Come scegliere la tensione giusta per sigillare i tubi di vetro
Se avete mai provato a sigillare dei tubi di vetro, sapete bene quale sia il problema: è necessaria una tensione specifica – sufficiente per far fondere il vetro in modo efficace, ma non così elevata da causare danni al substrato stesso.
Tuttavia, ecco dove le cose diventano complicate: la fonte di alimentazione. Quando si tratta di spostare attrezzature oltre i confini o di aggiornare impianti industriali, la tensione diventa davvero un problema. Non c’è niente di più frustrante che collegare una lampada a 110V a un sistema a 480V: la lampada si distrugge immediatamente. È uno spreco di tempo e denaro. Ecco perché costruiamo le nostre lampade a infrarossi in modo da adattarsi alla tensione utilizzata, sia essa 110V, 480V o 575V.

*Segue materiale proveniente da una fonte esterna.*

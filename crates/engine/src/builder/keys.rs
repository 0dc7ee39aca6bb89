//! Key transform pipeline: character map, then prefix test or strip.

use crate::options::BuilderConfig;

/// ASCII case-insensitive `starts_with`.
pub fn starts_with_ignore_case(key: &str, prefix: &str) -> bool {
    key.len() >= prefix.len()
        && key.is_char_boundary(prefix.len())
        && key[..prefix.len()].eq_ignore_ascii_case(prefix)
}

/// The key to look up for a section or token key, or `None` when the key
/// falls outside the configured prefix.
///
/// Without `stripPrefix` the mapped key must itself carry the prefix and is
/// looked up whole; with it, the prefix is prepended.
pub fn lookup_key(config: &BuilderConfig, raw_key: &str) -> Option<String> {
    let mapped = config.char_map.apply(raw_key);
    if config.strip_prefix {
        Some(format!("{}{mapped}", config.key_prefix))
    } else if starts_with_ignore_case(&mapped, &config.key_prefix) {
        Some(mapped)
    } else {
        None
    }
}

/// The section-facing name of a source key.
pub fn trim_prefix<'a>(config: &BuilderConfig, source_key: &'a str) -> &'a str {
    if config.strip_prefix && starts_with_ignore_case(source_key, &config.key_prefix) {
        &source_key[config.key_prefix.len()..]
    } else {
        source_key
    }
}

#[cfg(test)]
mod tests {
    use super::*;
    use crate::options::CharMap;

    fn config(prefix: &str, strip: bool) -> BuilderConfig {
        BuilderConfig {
            key_prefix: prefix.to_string(),
            strip_prefix: strip,
            ..BuilderConfig::default()
        }
    }

    #[test]
    fn test_without_strip_requires_prefix() {
        let config = config("App_", false);
        assert_eq!(lookup_key(&config, "app_Key"), Some("app_Key".to_string()));
        assert_eq!(lookup_key(&config, "Key"), None);
    }

    #[test]
    fn test_with_strip_prepends_prefix() {
        let config = config("Prefix_", true);
        assert_eq!(
            lookup_key(&config, "TestKey"),
            Some("Prefix_TestKey".to_string())
        );
    }

    #[test]
    fn test_char_map_applies_before_prefix_test() {
        let mut config = config("app-", false);
        config.char_map = CharMap::from_pairs([(":", "-")]).unwrap();
        assert_eq!(lookup_key(&config, "app:key"), Some("app-key".to_string()));
    }

    #[test]
    fn test_trim_prefix() {
        assert_eq!(trim_prefix(&config("P_", true), "p_Key"), "Key");
        assert_eq!(trim_prefix(&config("P_", false), "P_Key"), "P_Key");
        assert_eq!(trim_prefix(&config("P_", true), "Other"), "Other");
    }

    #[test]
    fn test_starts_with_respects_char_boundaries() {
        assert!(!starts_with_ignore_case("éa", "a"));
        assert!(starts_with_ignore_case("anything", ""));
    }
}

Perché la tensione è importante
Non si tratta soltanto di un numero indicato sulle etichette. La tensione influisce sulla struttura della lampada stessa: dalla spessore del filamento fino alle dimensioni del tubo.
Quando utilizziamo sistemi ad alta tensione (come 480V o 575V), possiamo ottenere alti valori di potenza senza dover utilizzare correnti elevate. Questo rappresenta un grande vantaggio per l’impianto: non è necessario utilizzare cavi spessi e ingombranti.
Immaginate di dover generare 2000W di calore in uno spazio ristretto. Con sistemi ad alta tensione, la corrente rimane bassa, il che significa che i cavi non si surriscaldano e non si rompono. In questo modo, la lampada funziona in modo più efficiente e sicuro.
Quarzo e calore
Utilizziamo quarzo di alta purezza. Perché? Perché il vetro normale non riesce a resistere agli “shock termici” causati da cicli rapidi di riscaldamento/raffreddamento. Il quarzo invece resiste a queste condizioni.
A seconda di ciò che bisogna sigillare, possiamo modificare gli strati esterni della lampada per influenzare il modo in cui il calore raggiunge il vetro. Le lampade a onde corte sono ideali quando è necessario generare calore rapidamente; quelle a onde lunghe invece sono migliori quando è necessario che il calore penetrhi più a fondo nel vetro.
Attenzione: assicuratevi che il sistema di raffreddamento sia in grado di gestire l’enorme quantità di calore prodotta dalla lampada. Se il flusso d’aria o il sistema di raffreddamento idraulico non è adeguato, i supporti della lampada potrebbero danneggiarsi.
Adattamento perfetto
Nessuno vuole passare tutto il pomeriggio a cercare di far adattare un componente che “quasi” funziona. Offriamo diverse opzioni per i terminali di connessione: R7 o varianti personalizzate. In questo modo, i componenti possono essere sostituiti facilmente.
L’adattamento deve essere perfetto: se c’è uno spazio tra i componenti, si creano archi elettrici, che distruggono la lampada. Inoltre, personalizziamo lunghezza e tensione fin dall’inizio. In questo modo, non è necessario utilizzare trasformatori ingombranti che occupano spazio e si deteriorano dopo pochi anni. È semplicemente più semplice.